DATA SHOWN>
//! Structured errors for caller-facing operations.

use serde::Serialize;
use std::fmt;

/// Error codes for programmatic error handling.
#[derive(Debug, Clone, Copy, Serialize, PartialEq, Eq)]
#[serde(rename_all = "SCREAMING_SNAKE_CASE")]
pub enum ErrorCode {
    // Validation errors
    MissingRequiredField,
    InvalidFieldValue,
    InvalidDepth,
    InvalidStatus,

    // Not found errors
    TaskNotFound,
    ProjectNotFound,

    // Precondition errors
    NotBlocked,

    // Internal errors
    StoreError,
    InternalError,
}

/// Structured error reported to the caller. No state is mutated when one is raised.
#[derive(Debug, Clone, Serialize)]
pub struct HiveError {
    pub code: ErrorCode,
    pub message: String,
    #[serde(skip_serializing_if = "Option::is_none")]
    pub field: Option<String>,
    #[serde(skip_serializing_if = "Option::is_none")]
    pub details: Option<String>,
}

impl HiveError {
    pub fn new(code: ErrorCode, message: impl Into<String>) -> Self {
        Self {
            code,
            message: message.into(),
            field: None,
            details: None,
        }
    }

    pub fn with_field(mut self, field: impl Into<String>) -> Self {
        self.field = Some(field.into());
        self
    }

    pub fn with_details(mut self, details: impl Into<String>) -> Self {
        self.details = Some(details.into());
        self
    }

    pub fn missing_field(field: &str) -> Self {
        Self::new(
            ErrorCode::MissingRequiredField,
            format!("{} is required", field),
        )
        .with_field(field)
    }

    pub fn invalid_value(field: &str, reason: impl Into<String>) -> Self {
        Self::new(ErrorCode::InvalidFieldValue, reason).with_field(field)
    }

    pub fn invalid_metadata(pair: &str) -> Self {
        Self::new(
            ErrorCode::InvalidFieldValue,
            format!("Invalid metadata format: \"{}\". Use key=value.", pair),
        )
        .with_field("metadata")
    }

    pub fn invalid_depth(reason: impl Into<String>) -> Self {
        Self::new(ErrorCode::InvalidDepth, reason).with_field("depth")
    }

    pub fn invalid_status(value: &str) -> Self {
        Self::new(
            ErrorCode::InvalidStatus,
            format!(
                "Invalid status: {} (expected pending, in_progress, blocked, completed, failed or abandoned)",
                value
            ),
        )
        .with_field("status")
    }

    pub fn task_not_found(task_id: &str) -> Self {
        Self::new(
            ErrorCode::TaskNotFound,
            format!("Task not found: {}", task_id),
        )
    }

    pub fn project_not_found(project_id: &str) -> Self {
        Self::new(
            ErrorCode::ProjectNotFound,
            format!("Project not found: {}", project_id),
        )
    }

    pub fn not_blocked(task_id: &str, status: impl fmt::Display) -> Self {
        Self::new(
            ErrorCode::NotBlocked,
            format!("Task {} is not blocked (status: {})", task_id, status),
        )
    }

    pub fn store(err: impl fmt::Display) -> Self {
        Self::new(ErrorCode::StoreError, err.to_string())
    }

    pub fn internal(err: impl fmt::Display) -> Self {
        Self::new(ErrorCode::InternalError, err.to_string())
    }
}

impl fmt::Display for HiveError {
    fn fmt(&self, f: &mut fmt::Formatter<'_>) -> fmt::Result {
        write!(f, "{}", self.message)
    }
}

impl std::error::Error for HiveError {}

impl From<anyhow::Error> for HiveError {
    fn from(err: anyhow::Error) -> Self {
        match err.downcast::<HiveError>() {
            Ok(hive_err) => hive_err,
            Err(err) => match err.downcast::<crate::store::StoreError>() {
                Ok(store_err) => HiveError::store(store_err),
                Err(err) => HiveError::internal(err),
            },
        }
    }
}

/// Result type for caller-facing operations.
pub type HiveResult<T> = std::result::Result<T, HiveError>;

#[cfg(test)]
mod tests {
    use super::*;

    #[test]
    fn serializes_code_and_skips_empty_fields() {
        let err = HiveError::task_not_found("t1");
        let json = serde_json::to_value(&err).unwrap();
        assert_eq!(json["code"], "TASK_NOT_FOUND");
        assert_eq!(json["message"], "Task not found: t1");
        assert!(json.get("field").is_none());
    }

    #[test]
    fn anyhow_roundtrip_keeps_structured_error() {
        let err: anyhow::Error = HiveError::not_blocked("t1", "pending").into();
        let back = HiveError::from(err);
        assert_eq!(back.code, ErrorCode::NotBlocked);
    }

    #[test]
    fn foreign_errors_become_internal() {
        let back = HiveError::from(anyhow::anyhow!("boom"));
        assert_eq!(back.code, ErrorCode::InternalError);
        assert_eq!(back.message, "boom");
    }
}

---

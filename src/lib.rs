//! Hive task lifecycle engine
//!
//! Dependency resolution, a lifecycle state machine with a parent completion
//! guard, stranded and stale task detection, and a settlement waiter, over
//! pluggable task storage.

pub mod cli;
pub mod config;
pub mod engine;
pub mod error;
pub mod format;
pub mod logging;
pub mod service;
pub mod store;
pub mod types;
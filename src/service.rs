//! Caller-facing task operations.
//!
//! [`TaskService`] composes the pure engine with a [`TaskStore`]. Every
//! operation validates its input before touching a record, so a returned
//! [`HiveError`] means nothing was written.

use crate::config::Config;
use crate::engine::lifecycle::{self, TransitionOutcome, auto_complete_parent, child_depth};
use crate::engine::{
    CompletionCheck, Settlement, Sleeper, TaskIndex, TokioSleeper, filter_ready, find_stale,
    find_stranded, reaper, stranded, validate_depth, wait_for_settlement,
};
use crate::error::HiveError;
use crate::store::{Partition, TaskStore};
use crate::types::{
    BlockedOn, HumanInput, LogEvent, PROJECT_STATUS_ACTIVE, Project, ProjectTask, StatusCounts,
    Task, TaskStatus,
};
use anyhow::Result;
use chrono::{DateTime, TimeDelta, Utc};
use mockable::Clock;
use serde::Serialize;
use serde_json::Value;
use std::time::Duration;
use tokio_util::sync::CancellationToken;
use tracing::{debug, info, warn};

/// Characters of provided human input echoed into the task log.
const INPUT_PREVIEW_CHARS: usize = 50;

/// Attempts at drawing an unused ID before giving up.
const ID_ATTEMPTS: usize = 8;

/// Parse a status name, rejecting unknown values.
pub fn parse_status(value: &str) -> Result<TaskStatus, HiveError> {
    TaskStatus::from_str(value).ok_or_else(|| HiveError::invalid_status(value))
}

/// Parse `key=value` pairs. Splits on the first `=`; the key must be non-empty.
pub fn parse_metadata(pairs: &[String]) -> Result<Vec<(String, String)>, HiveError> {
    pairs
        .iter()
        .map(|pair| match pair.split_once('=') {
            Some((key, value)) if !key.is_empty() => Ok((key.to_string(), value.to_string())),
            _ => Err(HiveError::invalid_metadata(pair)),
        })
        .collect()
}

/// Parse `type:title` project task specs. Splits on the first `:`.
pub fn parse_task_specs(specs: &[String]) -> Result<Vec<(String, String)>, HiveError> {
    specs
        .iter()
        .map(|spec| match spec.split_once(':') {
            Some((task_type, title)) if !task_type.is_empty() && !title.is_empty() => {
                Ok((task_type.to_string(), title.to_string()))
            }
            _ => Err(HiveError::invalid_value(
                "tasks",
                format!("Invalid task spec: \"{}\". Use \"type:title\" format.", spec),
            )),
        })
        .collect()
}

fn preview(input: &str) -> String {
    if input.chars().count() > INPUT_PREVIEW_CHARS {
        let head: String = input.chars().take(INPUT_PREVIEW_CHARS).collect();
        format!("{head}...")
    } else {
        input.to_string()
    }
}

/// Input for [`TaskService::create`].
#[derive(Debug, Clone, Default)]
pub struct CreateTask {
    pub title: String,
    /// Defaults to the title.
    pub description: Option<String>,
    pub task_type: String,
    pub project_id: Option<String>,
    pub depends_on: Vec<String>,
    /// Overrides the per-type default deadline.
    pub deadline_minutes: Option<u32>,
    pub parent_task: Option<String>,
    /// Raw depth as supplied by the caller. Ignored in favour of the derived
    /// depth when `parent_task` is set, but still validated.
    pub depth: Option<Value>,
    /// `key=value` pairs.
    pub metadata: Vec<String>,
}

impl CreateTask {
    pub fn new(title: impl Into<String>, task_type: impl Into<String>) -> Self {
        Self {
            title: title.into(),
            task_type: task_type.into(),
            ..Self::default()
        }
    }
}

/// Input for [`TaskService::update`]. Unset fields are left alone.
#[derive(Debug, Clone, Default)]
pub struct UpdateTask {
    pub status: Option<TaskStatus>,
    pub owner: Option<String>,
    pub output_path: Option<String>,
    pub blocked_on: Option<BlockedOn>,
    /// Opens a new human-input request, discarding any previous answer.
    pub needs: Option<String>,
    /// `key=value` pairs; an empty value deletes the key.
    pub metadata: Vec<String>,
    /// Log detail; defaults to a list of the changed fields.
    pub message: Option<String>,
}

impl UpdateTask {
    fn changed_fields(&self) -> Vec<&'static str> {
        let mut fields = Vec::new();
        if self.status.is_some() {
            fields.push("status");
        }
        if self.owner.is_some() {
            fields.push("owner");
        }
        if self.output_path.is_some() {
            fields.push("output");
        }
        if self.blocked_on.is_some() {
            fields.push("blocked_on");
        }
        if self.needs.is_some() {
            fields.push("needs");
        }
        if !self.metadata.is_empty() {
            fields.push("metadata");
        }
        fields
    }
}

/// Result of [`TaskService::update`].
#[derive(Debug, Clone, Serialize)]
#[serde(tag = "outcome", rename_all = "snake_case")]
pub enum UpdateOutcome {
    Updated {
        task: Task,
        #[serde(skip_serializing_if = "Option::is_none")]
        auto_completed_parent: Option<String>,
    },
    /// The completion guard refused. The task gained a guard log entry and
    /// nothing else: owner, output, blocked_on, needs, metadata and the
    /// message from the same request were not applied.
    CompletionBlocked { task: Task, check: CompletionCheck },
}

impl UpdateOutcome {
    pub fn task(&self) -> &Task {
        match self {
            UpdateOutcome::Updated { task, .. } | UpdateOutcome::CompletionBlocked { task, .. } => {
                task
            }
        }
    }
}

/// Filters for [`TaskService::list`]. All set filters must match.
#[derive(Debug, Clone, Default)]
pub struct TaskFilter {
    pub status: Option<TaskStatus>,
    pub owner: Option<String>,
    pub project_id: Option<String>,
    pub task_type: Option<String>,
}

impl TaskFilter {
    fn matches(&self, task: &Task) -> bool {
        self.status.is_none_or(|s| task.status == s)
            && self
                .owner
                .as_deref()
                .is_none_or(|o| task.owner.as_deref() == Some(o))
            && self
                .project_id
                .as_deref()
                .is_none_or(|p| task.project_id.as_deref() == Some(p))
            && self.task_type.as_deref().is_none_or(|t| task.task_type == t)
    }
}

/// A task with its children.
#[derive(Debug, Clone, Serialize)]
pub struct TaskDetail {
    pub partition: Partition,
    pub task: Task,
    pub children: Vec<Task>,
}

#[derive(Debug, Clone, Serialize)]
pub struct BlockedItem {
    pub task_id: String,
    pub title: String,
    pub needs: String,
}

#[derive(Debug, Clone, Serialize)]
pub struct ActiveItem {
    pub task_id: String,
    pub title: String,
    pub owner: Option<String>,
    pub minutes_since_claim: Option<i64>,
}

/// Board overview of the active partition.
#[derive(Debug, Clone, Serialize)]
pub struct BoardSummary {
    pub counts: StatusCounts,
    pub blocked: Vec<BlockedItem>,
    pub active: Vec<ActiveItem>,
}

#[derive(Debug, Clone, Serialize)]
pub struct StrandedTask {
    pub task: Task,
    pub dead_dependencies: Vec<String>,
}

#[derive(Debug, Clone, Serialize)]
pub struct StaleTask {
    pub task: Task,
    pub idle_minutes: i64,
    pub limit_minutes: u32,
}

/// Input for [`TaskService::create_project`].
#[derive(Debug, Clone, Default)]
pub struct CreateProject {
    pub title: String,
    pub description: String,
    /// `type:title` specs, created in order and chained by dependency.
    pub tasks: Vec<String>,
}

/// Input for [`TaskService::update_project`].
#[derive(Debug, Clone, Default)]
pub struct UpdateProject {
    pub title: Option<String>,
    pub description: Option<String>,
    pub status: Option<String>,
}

WHAT YOU NEED TO DO>
Look over the material above and report how many of its lines have the string "guard" in them, nothing more.

REPLY>
2